Sialnya, otaknya mengirimkan
sinyal meminta karbohidrat. Otak sialan yang begitu menyukai makanan. Eliana
memutuskan untuk mandi dan bersiap pergi keluar. Lagipula ia sudah cukup lama
tidak mengunjungi salah satu tempat favoritnya,
toko buku.
*
Mata
Eliana menyusuri rak rak buku new release.

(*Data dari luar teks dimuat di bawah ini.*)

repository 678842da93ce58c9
//! Service layer: authentication and email dispatch.

pub mod auth;
pub mod mail;
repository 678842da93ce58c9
//! Core type definitions.
//!
//! Newtype wrappers and small enums shared across the workspace.

pub mod currency;
pub mod email;
pub mod id;
pub mod status;

pub use currency::Currency;
pub use email::{Email, EmailError};
pub use id::{OrderId, ProductId, ReviewId, UserId};
pub use status::OrderStatus;
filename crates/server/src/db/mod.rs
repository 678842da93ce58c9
//! Database operations for the DENFIT `PostgreSQL` store.
//!
//! The store is document-style: each aggregate lives in one row, with
//! embedded collections (product images/sizes/colors/reviews, order line
//! items, addresses) held in JSONB columns. This keeps the per-record
//! atomicity the handlers rely on: a review append or an order insert is a
//! single-row write.
//!
//! ## Tables
//!
//! - `users` - Accounts, password hashes, and the single-use reset passcode
//! - `products` - Catalog with embedded reviews
//! - `orders` - Immutable line-item snapshots per purchase
//!
//! Schema files live in `crates/server/migrations/`.

pub mod orders;
pub mod products;
pub mod users;

use std::time::Duration;

use secrecy::ExposeSecret;
use sqlx::PgPool;
use sqlx::postgres::PgPoolOptions;
use thiserror::Error;

/// Create a `PostgreSQL` connection pool with sensible defaults.
///
/// # Errors
///
/// Returns `sqlx::Error` if the connection cannot be established.
pub async fn create_pool(database_url: &secrecy::SecretString) -> Result<PgPool, sqlx::Error> {
    PgPoolOptions::new()
        .max_connections(10)
        .min_connections(2)
        .acquire_timeout(Duration::from_secs(10))
        .connect(database_url.expose_secret())
        .await
}

/// Errors from repository operations.
#[derive(Debug, Error)]
pub enum RepositoryError {
    /// Underlying database error.
    #[error("database error: {0}")]
    Database(#[from] sqlx::Error),

    /// The requested record does not exist.
    #[error("record not found")]
    NotFound,

    /// A uniqueness constraint was violated.
    #[error("conflict: {0}")]
    Conflict(String),

    /// A stored value could not be interpreted.
    #[error("data corruption: {0}")]
    DataCorruption(String),
}

/// Map a sqlx error to `Conflict` when it is a unique violation.
pub(crate) fn map_unique_violation(e: sqlx::Error, message: &str) -> RepositoryError {
    if let sqlx::Error::Database(ref db_err) = e
        && db_err.is_unique_violation()
    {
        return RepositoryError::Conflict(message.to_owned());
    }
    RepositoryError::Database(e)
}
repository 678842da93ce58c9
//! Request middleware and extractors.

pub mod auth;
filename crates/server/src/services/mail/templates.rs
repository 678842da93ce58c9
//! Plain-text bodies for the transactional emails.
//!
//! Each function returns `(subject, body)`.

use denfit_core::Order;

/// Welcome email sent after signup.
#[must_use]
pub fn welcome(name: &str) -> (String, String) {
    (
        "Welcome to DENFIT!".to_owned(),
        format!(
            "Hi {name},\n\n\
             Welcome to DENFIT! Your account is ready.\n\n\
             Browse the latest arrivals any time at https://denfit.com.\n\n\
             The DENFIT Team"
        ),
    )
}

/// Notification sent on each login.
#[must_use]
pub fn login_notification(name: &str) -> (String, String) {
    (
        "New login to your DENFIT account".to_owned(),
        format!(
            "Hi {name},\n\n\
             Your DENFIT account was just signed in to. If this was you, no \
             action is needed.\n\n\
             If you don't recognize this login, please reset your password \
             right away.\n\n\
             The DENFIT Team"
        ),
    )
}

/// Password reset passcode email.
#[must_use]
pub fn reset_passcode(name: &str, passcode: &str) -> (String, String) {
    (
        "Your DENFIT password reset code".to_owned(),
        format!(
            "Hi {name},\n\n\
             Your password reset code is: {passcode}\n\n\
             It expires in 10 minutes. If you didn't request a reset, you can \
             ignore this email.\n\n\
             The DENFIT Team"
        ),
    )
}

/// Order confirmation sent to the checkout contact address.
#[must_use]
pub fn order_confirmation(order: &Order) -> (String, String) {
    let mut lines = String::new();
    for item in &order.items {
        lines.push_str(&format!(
            "  - {} ({} / {}) x{} at ${}\n",
            item.name, item.size, item.color, item.qty, item.price
        ));
    }

    (
        format!("Your DENFIT order #{} is confirmed", order.id),
        format!(
            "Hi {},\n\n\
             Thanks for your order! Here's what you bought:\n\n\
             {lines}\n\
             Total: ${}\n\
             Payment: {}\n\
             Shipping to: {}, {}\n\n\
             We'll let you know when it ships.\n\n\
             The DENFIT Team",
            order.customer.name,
            order.total_amount,
            order.payment_method,
            order.shipping_address.address,
            order.shipping_address.city,
        ),
    )
}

Novel-novel baru dengan nama penulis-penulis yang juga baru serta beberapa novel terbitan
penulis ternama yang dikenalinya. Eliana mengambil satu buku dan membaca bagian
belakang sampul buku.
Ia juga melakukan riset kecil dengan mengecek buku tersebut di goodreads untuk mengetahui garis besar cerita.
Tas
plastik di tangannya tiba-tiba dipenuhi tumpukan buku. Sebagian besar novel
ilustrasi atau komedi romantis. Ia suka kisah-kisah ringan yang membuatnya
merasa rileks. Kadang ia juga masih suka membaca teenlit walau orang-orang suka
mengejek selera bukunya. Eliana tidak
peduli, lagipula ia membaca bukan untuk membuat orang lain terkesan. Ia membaca
apapun yang membuatnya merasa gembira.
Eliana
berjalan ke tumpukan buku doodle di
sebelah rak buku pengembangan diri. Dan di sanalah ia menemukan seorang pria dengan tinggi badan menjulang, mungkin
183cm, ia mengenakan kaos biru polos dan jins,
sebuah buku di tangannya. Wajahnya sedikit menunduk, terlihat serius, alisnya
yang tebal saling bertaut, dan mulutnya sedikit mengerucut. Tanpa sadar senyum Eliana
mengembang.
Barangkali
pria tersebut merasa
diperhatikan, ia mengangkat wajahya, dan mata keduanya bersirobok. Eliana
segera membuang muka dan berdeham pelan. Namun tanpa disangka pria itu tersenyum ke padanya.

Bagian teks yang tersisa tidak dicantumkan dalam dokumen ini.